The ride-hailing firm, which has greatly expanded its presence in the region, disrupting traditional players in the process, is now turning its sights on the finance industry.
Mr Maa told a forum yesterday: "Singaporeans recognise the value of cashless payments, they are used to using Nets, to using cashless payments for taxis."
There has been a concerted effort to push payment innovation here, with systems like the recently introduced PayNow, which lets users transfer money to each other using mobile phone or NRIC numbers.
Experts have noted that Singapore still remains largely a cash- based economy as there is easy access to cash, and it still takes time to adopt new systems.
Despite these factors, Mr Maa is confident that Singapore will lead the region in mobile and cashless payments. Apart from the tight race to the top in the ride-hailing space across South-east Asia, Grab is also focusing on disrupting the financial services industry.
"Payments and financial services will be important for us in the next five years. If we're able to replace cash with any mobile solution that is much more efficient and saves money for the consumer and driver, everyone will be happy," said Mr Maa, who was speaking at the Asian Venture Capital Journal Private Equity & Venture Forum at The Westin Singapore.
MORE EFFICIENT AND COST-SAVING
Payments and financial services will be important for us in the next five years. If we're able to replace cash with any mobile solution that is much more efficient, and saves money for the consumer and driver, everyone will be happy.
MR MING MAA, president of Grab, on what makes cashless payment attractive.

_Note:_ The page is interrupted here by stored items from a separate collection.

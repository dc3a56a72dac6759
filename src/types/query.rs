use std::fmt;
use std::str::FromStr;

use serde::Serialize;

/// Inclusive year interval for the temporal filter.
#[derive(Debug, Clone, Copy, PartialEq, Eq, Serialize)]
pub struct YearRange {
    pub start: i32,
    pub end: i32,
}

impl YearRange {
    #[must_use]
    pub fn new(start: i32, end: i32) -> Self {
        Self { start, end }
    }

    /// Standard interval-overlap test against a record's year span, inclusive
    /// at both ends. A single shared year counts as overlap.
    #[must_use]
    pub fn overlaps(&self, firstyear: i32, lastyear: i32) -> bool {
        firstyear <= self.end && lastyear >= self.start
    }
}

/// Collection dimension of the query: everything, or one tag exactly.
#[derive(Debug, Clone, PartialEq, Eq, Default)]
pub enum CollectionFilter {
    #[default]
    All,
    Only(String),
}

impl CollectionFilter {
    /// Interpret a wire/CLI tag, where `"all"` selects every collection.
    #[must_use]
    pub fn from_tag(tag: &str) -> Self {
        if tag == "all" {
            Self::All
        } else {
            Self::Only(tag.to_string())
        }
    }

    /// Return `true` when a record with `collection` passes this filter.
    #[must_use]
    pub fn admits(&self, collection: &str) -> bool {
        match self {
            Self::All => true,
            Self::Only(tag) => tag == collection,
        }
    }
}

/// Field the active subset can be ordered by.
#[derive(Debug, Clone, Copy, PartialEq, Eq, Serialize)]
#[serde(rename_all = "lowercase")]
pub enum SortField {
    Title,
    Creator,
    Date,
}

impl FromStr for SortField {
    type Err = String;

    fn from_str(s: &str) -> Result<Self, Self::Err> {
        match s {
            "title" => Ok(Self::Title),
            "creator" => Ok(Self::Creator),
            "date" => Ok(Self::Date),
            other => Err(format!("unknown sort field '{other}'")),
        }
    }
}

impl fmt::Display for SortField {
    fn fmt(&self, f: &mut fmt::Formatter<'_>) -> fmt::Result {
        let name = match self {
            Self::Title => "title",
            Self::Creator => "creator",
            Self::Date => "date",
        };
        f.write_str(name)
    }
}

/// Result layout requested by the presentation layer.
///
/// Carried through the store untouched; no filtering logic consumes it.
#[derive(Debug, Clone, Copy, PartialEq, Eq, Default, Serialize)]
#[serde(rename_all = "lowercase")]
pub enum ViewDensity {
    #[default]
    Full,
    Compact,
    Grid,
}

impl FromStr for ViewDensity {
    type Err = String;

    fn from_str(s: &str) -> Result<Self, Self::Err> {
        match s {
            "full" => Ok(Self::Full),
            "compact" => Ok(Self::Compact),
            "grid" => Ok(Self::Grid),
            other => Err(format!("unknown view density '{other}'")),
        }
    }
}

#[cfg(test)]
mod tests {
    use super::*;

    #[test]
    fn overlap_is_inclusive_at_both_ends() {
        let range = YearRange::new(1850, 1900);
        assert!(range.overlaps(1900, 1910), "shared start year overlaps");
        assert!(range.overlaps(1800, 1850), "shared end year overlaps");
        assert!(!range.overlaps(1901, 1910));
        assert!(!range.overlaps(1800, 1849));
    }

    #[test]
    fn all_tag_admits_everything() {
        assert_eq!(CollectionFilter::from_tag("all"), CollectionFilter::All);
        assert!(CollectionFilter::All.admits("maps"));

        let only_views = CollectionFilter::from_tag("views");
        assert!(only_views.admits("views"));
        assert!(!only_views.admits("maps"));
    }

    #[test]
    fn sort_field_round_trips_through_str() {
        for field in [SortField::Title, SortField::Creator, SortField::Date] {
            let parsed: SortField = field.to_string().parse().expect("parse");
            assert_eq!(parsed, field);
        }
        assert!("year".parse::<SortField>().is_err());
    }
}
use anyhow::Result;
use serde_json::json;

use veduta::{ALL_FACET, ImageRecord, Store};

/// Print a plain-text listing of the active subset and the facet counts.
pub(crate) fn print_plain(store: &Store) {
    let state = store.state();
    println!("{} images found", state.active.len());

    for record in store.active_records() {
        println!("{}", format_row(record));
    }

    let facets: Vec<String> = state
        .facets
        .iter()
        .map(|(tag, count)| format!("{tag} {count}"))
        .collect();
    if !facets.is_empty() {
        println!("{}", facets.join(" | "));
    }

    if let Some(record) = store.selected_record() {
        match state.last_selected_pos {
            Some(position) => println!("selected {} at position {position}", record.ssid),
            None => println!("selected {} (not in the active subset)", record.ssid),
        }
    }
}

/// Format the result listing as a JSON string.
pub(crate) fn format_results_json(store: &Store) -> Result<String> {
    let state = store.state();
    let images: Vec<&ImageRecord> = store.active_records().collect();

    let payload = json!({
        "found": state.active.len(),
        "images": images,
        "facets": state.facets,
        "selected": store.selected_record().map(|record| record.ssid.clone()),
        "position": state.last_selected_pos,
    });

    Ok(serde_json::to_string_pretty(&payload)?)
}

/// Print the JSON representation of the result listing.
pub(crate) fn print_json(store: &Store) -> Result<()> {
    println!("{}", format_results_json(store)?);
    Ok(())
}

fn format_row(record: &ImageRecord) -> String {
    let mut row = record.ssid.clone();

    match (record.firstyear, record.lastyear) {
        (Some(first), Some(last)) if first == last => row.push_str(&format!("  {first}")),
        (Some(first), Some(last)) => row.push_str(&format!("  {first}-{last}")),
        _ => {}
    }
    if let Some(title) = &record.title {
        row.push_str(&format!("  {title}"));
    }
    if let Some(creator) = &record.creator {
        row.push_str(&format!(" ({creator})"));
    }
    row
}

The firm has now placed a time frame on that ambitious goal as it works on making GrabPay - its digital payment platform - more attractive. The idea is to become a regional mobile wallet and payments service, as Bloomberg noted last month.
Mr Maa said GrabPay is "the largest global payment system across this region". Grab has about 50 million customers on its platform, he added, with a large proportion on the payment system.
Other plans reportedly include loans, electronic money transfer and money-market funds.
Mr Maa also noted that consumers need a strong reason to start using mobile payments.
"A lot of companies aspire to be global payment companies and a key lesson I've learnt is that you have to have a compelling core-use case, in order to drive payments."
He noted that Apple Pay and Android Pay have yet to flourish because they lack such an attraction, despite their ubiquity.
"There's no driving need for these services. What we found is, in developing markets like China and India, transportation and ride-sharing have always been one of the largest reasons for mobile payments because of how frequent that engagement is.
"The more you drive engagement, the more frequent the behaviour, the more you convert the consumer from (using) cash."
Mr Maa said his firm is merely doing what it is focusing on, listening to the needs of its consumers.
"What we hear from our customers and drivers is the need for better financing and access to modern banking services that they can't typically get. Everything we do is to optimise the experience and service to customers."